YOUR ASSIGNMENT:
Copy every line of the following data that includes the string "EngineHarness".

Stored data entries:
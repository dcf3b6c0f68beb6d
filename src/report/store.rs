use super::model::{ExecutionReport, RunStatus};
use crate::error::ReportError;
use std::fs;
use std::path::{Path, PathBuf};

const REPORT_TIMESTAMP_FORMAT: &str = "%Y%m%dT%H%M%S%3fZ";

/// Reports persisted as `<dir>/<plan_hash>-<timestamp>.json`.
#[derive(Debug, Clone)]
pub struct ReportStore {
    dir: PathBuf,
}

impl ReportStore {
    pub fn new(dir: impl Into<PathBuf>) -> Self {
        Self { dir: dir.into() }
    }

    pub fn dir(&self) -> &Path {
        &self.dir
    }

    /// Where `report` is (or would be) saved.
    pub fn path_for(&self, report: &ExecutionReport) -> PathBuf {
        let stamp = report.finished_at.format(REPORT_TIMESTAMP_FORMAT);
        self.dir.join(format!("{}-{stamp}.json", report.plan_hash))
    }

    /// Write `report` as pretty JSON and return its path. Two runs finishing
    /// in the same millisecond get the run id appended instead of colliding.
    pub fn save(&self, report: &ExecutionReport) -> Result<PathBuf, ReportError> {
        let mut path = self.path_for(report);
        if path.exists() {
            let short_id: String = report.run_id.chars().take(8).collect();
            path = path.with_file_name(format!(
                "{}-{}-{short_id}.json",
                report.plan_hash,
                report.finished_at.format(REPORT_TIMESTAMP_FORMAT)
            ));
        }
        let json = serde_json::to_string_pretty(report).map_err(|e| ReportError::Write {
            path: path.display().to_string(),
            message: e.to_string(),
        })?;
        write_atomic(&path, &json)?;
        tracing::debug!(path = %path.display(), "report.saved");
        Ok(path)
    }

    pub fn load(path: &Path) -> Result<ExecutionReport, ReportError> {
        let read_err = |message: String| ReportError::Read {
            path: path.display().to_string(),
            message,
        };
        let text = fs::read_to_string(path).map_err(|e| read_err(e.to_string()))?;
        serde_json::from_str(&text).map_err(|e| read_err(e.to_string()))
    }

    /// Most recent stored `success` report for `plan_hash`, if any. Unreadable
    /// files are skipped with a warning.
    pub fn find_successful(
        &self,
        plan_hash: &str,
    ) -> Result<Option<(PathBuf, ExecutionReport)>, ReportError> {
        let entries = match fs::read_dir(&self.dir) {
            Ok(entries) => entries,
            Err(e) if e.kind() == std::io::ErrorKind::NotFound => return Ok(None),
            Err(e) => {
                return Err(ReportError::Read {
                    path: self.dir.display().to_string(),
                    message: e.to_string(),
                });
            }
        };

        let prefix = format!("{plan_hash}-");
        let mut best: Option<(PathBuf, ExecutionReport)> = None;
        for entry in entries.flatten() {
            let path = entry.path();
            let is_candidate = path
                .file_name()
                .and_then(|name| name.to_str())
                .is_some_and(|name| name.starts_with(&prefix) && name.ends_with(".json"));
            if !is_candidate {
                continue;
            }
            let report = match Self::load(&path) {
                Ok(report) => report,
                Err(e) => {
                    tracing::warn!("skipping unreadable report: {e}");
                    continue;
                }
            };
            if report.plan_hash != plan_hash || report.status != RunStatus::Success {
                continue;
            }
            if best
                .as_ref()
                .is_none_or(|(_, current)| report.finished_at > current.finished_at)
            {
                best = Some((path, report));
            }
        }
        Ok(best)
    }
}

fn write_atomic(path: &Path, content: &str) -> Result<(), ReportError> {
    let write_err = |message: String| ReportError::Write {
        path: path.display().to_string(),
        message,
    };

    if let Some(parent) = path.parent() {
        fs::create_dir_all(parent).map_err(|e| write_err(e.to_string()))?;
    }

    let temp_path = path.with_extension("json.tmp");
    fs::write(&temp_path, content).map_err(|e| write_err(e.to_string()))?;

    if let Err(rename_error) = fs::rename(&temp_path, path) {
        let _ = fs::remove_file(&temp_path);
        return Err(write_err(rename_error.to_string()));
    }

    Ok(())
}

* * *

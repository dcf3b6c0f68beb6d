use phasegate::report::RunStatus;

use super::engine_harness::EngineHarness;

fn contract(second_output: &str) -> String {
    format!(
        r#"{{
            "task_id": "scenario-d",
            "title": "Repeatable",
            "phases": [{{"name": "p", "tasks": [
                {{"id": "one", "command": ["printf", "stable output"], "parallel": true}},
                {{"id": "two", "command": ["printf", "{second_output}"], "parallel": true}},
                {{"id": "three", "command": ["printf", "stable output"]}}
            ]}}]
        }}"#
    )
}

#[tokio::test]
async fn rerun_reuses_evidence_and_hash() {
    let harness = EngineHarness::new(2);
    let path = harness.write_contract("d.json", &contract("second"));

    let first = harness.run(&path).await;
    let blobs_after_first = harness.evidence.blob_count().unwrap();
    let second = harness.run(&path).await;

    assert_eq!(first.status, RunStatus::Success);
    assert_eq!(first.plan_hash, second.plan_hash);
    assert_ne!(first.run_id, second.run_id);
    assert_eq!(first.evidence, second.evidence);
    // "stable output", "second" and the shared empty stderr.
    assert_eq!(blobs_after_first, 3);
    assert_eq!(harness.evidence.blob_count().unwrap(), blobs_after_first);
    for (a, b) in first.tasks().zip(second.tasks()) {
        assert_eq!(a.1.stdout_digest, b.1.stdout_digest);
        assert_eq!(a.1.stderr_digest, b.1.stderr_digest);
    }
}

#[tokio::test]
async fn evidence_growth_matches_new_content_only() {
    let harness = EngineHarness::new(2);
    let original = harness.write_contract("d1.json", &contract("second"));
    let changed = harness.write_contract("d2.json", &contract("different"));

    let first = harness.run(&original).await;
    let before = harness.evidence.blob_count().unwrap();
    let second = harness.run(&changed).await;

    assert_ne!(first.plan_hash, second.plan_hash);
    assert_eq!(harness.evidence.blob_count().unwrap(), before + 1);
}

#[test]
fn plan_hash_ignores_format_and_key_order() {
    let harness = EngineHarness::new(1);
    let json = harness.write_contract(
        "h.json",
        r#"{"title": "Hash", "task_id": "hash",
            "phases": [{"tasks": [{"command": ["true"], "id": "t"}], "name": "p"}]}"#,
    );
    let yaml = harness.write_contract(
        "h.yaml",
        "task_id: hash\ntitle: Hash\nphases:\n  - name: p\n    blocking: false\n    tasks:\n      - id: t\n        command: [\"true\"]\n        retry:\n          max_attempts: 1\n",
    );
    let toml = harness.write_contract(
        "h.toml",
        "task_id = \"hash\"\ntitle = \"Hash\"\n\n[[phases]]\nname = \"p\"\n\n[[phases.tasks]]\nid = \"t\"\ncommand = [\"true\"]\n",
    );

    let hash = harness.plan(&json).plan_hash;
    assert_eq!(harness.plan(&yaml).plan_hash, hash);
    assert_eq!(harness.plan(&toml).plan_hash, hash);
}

YOUR SOLUTION:
use super::engine_harness::EngineHarness;
    let harness = EngineHarness::new(2);
    let harness = EngineHarness::new(2);
    let harness = EngineHarness::new(1);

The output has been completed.